Information given Start Marker
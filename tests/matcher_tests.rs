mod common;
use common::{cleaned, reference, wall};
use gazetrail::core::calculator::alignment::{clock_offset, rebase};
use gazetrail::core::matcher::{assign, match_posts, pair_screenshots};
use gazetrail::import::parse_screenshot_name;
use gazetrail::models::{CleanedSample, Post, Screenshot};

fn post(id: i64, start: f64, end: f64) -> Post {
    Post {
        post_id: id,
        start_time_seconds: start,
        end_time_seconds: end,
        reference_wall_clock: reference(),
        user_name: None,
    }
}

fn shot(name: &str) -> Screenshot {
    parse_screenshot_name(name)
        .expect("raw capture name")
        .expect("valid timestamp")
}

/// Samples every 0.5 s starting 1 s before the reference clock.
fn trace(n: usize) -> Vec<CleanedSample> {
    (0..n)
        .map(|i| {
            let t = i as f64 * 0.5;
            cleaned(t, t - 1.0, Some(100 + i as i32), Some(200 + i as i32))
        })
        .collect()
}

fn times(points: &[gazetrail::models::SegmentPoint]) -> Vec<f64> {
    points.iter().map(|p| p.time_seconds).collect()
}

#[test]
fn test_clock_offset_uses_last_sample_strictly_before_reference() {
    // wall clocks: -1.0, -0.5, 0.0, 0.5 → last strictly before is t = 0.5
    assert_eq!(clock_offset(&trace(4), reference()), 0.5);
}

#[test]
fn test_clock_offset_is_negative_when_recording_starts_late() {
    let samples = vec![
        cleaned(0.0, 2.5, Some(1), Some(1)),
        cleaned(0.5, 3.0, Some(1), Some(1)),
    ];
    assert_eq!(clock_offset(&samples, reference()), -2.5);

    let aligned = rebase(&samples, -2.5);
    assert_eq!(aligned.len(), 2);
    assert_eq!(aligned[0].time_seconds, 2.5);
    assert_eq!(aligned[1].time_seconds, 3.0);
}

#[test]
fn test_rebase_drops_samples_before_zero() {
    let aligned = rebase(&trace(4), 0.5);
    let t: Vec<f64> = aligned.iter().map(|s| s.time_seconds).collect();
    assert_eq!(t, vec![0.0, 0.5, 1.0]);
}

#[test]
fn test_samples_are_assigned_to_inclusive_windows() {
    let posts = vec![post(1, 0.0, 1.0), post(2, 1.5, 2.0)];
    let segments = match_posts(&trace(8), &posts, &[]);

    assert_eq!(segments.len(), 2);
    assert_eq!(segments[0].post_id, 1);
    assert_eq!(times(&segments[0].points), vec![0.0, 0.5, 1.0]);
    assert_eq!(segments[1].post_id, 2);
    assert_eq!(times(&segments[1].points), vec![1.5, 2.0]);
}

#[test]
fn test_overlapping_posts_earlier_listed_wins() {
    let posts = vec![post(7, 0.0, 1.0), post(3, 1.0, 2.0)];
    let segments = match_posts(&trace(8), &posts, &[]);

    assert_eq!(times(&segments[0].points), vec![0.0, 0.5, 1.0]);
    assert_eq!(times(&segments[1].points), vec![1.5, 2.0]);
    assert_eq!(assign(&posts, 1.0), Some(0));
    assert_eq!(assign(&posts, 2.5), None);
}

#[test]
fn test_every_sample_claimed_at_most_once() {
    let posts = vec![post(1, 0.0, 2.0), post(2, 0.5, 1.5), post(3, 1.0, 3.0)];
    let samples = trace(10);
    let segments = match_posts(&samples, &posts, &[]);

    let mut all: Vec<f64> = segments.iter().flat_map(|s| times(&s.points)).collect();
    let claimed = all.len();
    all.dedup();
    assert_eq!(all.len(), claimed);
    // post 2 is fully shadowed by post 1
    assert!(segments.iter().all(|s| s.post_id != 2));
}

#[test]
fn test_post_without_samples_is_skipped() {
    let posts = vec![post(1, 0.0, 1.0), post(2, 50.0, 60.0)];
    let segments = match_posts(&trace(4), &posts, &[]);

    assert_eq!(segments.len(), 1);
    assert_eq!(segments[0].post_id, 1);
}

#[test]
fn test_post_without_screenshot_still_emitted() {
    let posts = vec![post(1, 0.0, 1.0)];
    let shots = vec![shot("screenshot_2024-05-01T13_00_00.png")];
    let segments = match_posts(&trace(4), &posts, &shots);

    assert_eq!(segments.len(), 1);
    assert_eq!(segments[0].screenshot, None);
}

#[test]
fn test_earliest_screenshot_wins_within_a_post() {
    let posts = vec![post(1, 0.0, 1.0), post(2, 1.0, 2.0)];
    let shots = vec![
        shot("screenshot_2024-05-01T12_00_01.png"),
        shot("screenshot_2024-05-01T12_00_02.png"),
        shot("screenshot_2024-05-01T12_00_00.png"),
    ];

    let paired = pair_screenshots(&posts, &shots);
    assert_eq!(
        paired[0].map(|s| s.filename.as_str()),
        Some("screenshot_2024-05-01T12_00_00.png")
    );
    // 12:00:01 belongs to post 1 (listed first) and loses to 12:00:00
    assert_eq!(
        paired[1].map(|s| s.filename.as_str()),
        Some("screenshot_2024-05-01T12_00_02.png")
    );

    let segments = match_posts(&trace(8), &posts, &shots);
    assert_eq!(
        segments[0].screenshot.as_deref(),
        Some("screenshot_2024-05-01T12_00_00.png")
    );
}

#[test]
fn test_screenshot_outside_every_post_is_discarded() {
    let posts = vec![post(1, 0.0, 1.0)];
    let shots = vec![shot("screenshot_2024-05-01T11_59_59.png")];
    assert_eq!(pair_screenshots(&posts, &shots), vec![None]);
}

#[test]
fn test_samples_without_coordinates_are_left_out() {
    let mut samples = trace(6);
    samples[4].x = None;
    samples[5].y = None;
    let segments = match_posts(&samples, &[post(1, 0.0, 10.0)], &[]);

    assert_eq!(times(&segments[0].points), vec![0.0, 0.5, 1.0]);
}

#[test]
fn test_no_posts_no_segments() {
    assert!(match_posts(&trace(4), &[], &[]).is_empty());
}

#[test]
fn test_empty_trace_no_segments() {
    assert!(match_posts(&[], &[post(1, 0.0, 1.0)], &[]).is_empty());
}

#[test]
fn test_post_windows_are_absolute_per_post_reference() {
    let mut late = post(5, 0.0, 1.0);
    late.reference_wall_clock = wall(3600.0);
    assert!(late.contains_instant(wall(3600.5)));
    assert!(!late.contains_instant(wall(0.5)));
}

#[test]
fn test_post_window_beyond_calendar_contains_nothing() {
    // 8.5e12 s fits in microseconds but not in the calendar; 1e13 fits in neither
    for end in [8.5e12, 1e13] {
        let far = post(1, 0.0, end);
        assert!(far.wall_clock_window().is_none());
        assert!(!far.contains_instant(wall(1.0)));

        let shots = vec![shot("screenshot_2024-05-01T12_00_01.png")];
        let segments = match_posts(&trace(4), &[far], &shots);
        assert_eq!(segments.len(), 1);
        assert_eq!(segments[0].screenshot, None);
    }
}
Information given End Marker
Information given Start Marker
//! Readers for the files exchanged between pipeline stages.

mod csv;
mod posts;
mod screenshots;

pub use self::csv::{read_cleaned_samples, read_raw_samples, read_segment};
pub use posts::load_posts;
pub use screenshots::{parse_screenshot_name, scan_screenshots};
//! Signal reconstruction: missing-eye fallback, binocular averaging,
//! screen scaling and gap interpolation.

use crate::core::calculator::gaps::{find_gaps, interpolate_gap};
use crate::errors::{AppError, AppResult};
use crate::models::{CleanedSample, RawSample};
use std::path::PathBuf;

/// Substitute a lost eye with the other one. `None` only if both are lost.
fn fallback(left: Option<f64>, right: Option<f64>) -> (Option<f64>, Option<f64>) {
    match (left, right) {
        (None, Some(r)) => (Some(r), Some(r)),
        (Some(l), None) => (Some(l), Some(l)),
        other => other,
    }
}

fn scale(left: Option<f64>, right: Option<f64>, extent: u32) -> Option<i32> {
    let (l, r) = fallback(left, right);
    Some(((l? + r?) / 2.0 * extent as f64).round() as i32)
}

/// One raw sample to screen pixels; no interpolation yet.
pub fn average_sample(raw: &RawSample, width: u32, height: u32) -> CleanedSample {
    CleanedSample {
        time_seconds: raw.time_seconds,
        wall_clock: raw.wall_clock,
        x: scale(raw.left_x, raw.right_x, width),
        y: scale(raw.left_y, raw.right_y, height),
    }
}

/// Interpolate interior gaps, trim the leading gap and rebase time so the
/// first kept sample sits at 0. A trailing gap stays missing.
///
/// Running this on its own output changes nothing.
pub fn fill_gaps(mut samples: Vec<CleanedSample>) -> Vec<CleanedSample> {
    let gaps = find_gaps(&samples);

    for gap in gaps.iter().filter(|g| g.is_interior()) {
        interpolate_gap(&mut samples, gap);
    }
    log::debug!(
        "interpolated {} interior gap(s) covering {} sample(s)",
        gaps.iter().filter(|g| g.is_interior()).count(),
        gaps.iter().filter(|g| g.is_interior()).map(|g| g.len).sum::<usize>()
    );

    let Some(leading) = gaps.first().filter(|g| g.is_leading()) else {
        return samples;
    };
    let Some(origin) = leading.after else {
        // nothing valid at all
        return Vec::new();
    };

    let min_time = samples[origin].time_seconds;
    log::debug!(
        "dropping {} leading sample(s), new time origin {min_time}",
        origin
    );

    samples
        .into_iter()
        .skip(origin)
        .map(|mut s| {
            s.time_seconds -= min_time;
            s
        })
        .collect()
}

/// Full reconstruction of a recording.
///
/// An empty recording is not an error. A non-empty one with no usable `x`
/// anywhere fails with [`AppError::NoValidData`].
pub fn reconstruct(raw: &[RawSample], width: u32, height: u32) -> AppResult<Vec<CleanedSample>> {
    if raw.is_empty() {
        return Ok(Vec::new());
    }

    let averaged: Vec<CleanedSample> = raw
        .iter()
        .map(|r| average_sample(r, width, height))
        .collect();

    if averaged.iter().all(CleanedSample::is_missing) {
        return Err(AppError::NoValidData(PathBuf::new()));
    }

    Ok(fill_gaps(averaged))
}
Information given End Marker
Information given Start Marker
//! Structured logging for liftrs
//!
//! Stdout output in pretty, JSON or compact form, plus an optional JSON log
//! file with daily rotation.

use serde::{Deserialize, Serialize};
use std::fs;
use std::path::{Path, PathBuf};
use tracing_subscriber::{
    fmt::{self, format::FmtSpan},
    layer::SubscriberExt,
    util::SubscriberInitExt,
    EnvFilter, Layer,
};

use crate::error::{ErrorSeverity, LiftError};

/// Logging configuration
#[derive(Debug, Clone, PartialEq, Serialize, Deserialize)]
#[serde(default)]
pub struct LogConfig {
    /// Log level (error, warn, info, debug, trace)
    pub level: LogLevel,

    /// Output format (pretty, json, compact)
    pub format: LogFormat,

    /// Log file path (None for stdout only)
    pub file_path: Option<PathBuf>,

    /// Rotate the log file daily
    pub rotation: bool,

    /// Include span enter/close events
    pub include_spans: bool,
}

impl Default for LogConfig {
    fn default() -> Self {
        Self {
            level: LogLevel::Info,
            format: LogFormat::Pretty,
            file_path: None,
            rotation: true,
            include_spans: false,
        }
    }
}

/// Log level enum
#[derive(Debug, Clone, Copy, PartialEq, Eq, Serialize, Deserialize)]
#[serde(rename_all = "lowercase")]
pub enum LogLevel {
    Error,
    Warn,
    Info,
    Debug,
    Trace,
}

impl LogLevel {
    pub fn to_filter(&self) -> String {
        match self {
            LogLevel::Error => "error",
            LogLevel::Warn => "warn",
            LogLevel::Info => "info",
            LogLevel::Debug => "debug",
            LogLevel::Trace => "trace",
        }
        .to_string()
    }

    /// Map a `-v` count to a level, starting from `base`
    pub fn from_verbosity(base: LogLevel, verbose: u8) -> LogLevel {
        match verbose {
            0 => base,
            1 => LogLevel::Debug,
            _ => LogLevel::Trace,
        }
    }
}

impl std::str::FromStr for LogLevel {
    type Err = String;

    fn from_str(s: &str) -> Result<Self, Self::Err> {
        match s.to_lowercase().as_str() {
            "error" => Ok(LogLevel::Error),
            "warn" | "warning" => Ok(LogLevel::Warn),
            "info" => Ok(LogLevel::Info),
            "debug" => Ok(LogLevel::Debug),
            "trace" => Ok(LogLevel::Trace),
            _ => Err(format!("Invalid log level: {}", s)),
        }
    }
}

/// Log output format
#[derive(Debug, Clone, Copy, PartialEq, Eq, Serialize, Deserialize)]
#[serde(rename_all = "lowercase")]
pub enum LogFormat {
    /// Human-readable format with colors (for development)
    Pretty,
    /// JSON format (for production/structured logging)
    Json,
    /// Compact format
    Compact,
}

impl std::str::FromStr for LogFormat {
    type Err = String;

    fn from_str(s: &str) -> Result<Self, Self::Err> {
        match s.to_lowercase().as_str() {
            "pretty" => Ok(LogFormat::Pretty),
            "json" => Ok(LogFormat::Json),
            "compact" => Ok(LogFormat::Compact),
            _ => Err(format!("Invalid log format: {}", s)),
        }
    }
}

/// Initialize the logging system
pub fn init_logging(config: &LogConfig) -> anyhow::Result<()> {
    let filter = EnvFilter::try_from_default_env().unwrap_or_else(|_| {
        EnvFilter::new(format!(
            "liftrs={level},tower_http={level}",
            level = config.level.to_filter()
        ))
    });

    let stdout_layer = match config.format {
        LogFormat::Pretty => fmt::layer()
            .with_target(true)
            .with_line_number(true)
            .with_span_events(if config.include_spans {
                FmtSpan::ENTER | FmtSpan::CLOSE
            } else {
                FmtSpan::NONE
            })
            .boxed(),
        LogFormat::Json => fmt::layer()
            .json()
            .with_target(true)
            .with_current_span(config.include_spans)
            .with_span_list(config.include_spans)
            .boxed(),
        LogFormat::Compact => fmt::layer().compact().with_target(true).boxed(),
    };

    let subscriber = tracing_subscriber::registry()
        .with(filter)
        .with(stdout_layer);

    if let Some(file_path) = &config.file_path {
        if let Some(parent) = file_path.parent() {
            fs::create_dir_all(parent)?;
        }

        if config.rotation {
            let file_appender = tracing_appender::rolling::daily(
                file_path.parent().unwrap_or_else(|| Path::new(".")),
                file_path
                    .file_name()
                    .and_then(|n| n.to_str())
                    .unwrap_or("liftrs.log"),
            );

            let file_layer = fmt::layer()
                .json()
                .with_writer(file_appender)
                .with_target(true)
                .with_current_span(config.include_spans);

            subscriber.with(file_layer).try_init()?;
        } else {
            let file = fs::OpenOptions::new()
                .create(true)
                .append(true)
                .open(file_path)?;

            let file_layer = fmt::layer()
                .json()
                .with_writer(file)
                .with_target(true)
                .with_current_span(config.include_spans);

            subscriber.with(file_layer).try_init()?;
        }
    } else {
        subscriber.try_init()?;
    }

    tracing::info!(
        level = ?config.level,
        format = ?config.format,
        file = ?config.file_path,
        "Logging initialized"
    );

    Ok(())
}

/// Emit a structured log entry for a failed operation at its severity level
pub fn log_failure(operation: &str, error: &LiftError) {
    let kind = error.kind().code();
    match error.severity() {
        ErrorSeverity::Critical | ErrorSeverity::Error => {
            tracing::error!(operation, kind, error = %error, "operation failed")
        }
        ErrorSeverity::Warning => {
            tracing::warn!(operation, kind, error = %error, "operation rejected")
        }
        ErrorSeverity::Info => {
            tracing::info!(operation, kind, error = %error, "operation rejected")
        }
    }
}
Information given End Marker
» What the task asks:
Provide the count of lines above that contain "AppResult", without any other words.

» Result of this exercise:
2